Cilia (Cilium) can be grouped into two categories. First, there are motile cilia, which are always moving in a single direction. They help the cell move around in the cellular fluids and help move fluids past the cell. Motile cilia are found together on cells and coordinate their movements to be most effective, making up for their small size.
The second type of cilia is non-motile cilia, and these are responsible for sensing the surrounding environment. They are also called primary cilia. Whereas motile cilia are found in groups on cells, each cell usually has just one non-motile cilium.
Structure and Function of Cilia (Cilium)
Cilia (Cilium) are broadly divided into two types. They function separately and sometimes together:
‘Motile’ (or moving) cilia are found in the lungs, respiratory tract and middle ear. These cilia have a rhythmic waving or beating motion. They work, for instance, to keep the airways clear of mucus and dirt, allowing us to breathe easily and without irritation. They also help propel sperm.
‘Non-motile or ‘primary’ cilia were long thought to be evolutionary vestigial organs. They are now recognised as playing crucial roles in a number of organs. Some act as a sensory antenna for the cell, receiving signals from other cells or fluids nearby.
In the kidney, for example, cilia bend with urine flow and send a signal to alert the cells that there is a flow of urine.
In the eye, non-motile cilia are found inside the light-sensitive cells (photoreceptors) of the retina. These cilia act like microscopic train-tracks, and allow the transport of vital molecules from one end of the photoreceptor to the other.
Structurally, each cilium comprises a microtubular backbone – the ciliary axoneme – surrounded by plasma membrane.
- Motile Cilia are characterized by a typical ’9+2’ architecture with nine outer microtubule doublets and a central pair of microtubules (e.g bronchi).
- Primary Cilia appear typically as single appendages microtubules on the apical surface of cells and lack the central pair of microtubules (e.g. in kidney tubules).
Ciliary proteins are synthesized in the cell body and must be transported to the tip of the axoneme. This is achieved by Intraflagellar Transport (IFT), an ordered and highly regulated anterograde and retrograde translocation of polypeptide complexes (IFT particles) along the length of the ciliary axoneme.
Cilium (Cilia) Related Disease
Cilium (Cilia) defects can lead to a number of human diseases. Genetic mutations compromising the proper functioning of cilia, ciliopathies can cause chronic disorders such as primary ciliary dyskinesia (PCD), nephronophthisis or Senior-Loken syndrome. In addition, a defect of the primary cilium in the renal tube cells can lead to polycystic kidney disease (PKD). In another genetic disorder called Bardet-Biedl syndrome (BBS), the mutant gene products are the components in the basal body and cilia.

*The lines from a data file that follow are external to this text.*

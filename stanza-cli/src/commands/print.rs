//! Print command implementation.
//!
//! This module implements the `print` command, which parses a file (following
//! its includes) and writes the resulting tree as configuration text, JSON or
//! YAML.

use crate::error::CliError;
use crate::utils::{load_tree, GlobalOptions};
use clap::{Args, ValueEnum};
use stanza::tree::TreeView;
use stanza::{ParseTree, TreePrinter};
use std::io::Write;
use std::path::PathBuf;

/// Parse a file and print its tree.
#[derive(Args)]
pub struct PrintCommand {
    /// Configuration file to read
    #[arg(value_name = "FILE")]
    pub file: PathBuf,

    /// Output format
    #[arg(
        long,
        value_enum,
        default_value = "text",
        env = "STANZA_OUTPUT_FORMAT",
        ignore_case = true
    )]
    pub format: OutputFormat,

    /// Spaces per nesting level in text output
    #[arg(long, default_value_t = 4, value_name = "N")]
    pub indent: usize,
}

/// Output format for the print command.
#[derive(Clone, Copy, Debug, PartialEq, Eq, ValueEnum)]
#[value(rename_all = "lowercase")]
pub enum OutputFormat {
    /// Configuration text that parses back to the same tree
    Text,
    /// JSON document
    Json,
    /// YAML document
    Yaml,
}

impl PrintCommand {
    /// Execute the print command.
    pub fn execute(self, global: &GlobalOptions) -> Result<(), CliError> {
        let tree = load_tree(global, &self.file)?;
        let rendered = render(&tree, self.format, self.indent)?;

        let mut stdout = std::io::stdout().lock();
        stdout.write_all(rendered.as_bytes())?;
        if !rendered.ends_with('\n') {
            writeln!(stdout)?;
        }
        Ok(())
    }
}

/// Render `tree` in `format`.
pub fn render(tree: &ParseTree, format: OutputFormat, indent: usize) -> Result<String, CliError> {
    match format {
        OutputFormat::Text => Ok(TreePrinter::new().indent(indent).render(tree)),
        OutputFormat::Json => serde_json::to_string_pretty(&TreeView::from(tree))
            .map_err(|e| CliError::Serialize(e.to_string())),
        OutputFormat::Yaml => serde_yaml::to_string(&TreeView::from(tree))
            .map_err(|e| CliError::Serialize(e.to_string())),
    }
}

Lack of functional cilia in female Fallopian tubes can cause ectopic pregnancy. A fertilized ovum may not reach the uterus if the cilia are unable to move it there. In such a case, the ovum will implant in the Fallopian tubes, causing a tubal pregnancy, the most common form of ectopic pregnancy.
Cilium (Cilia) also defects adversely affect numerous critical developmental signaling pathways essential to cellular development and thus offer a plausible hypothesis for the often multi-symptom nature of a large set of syndromes and diseases.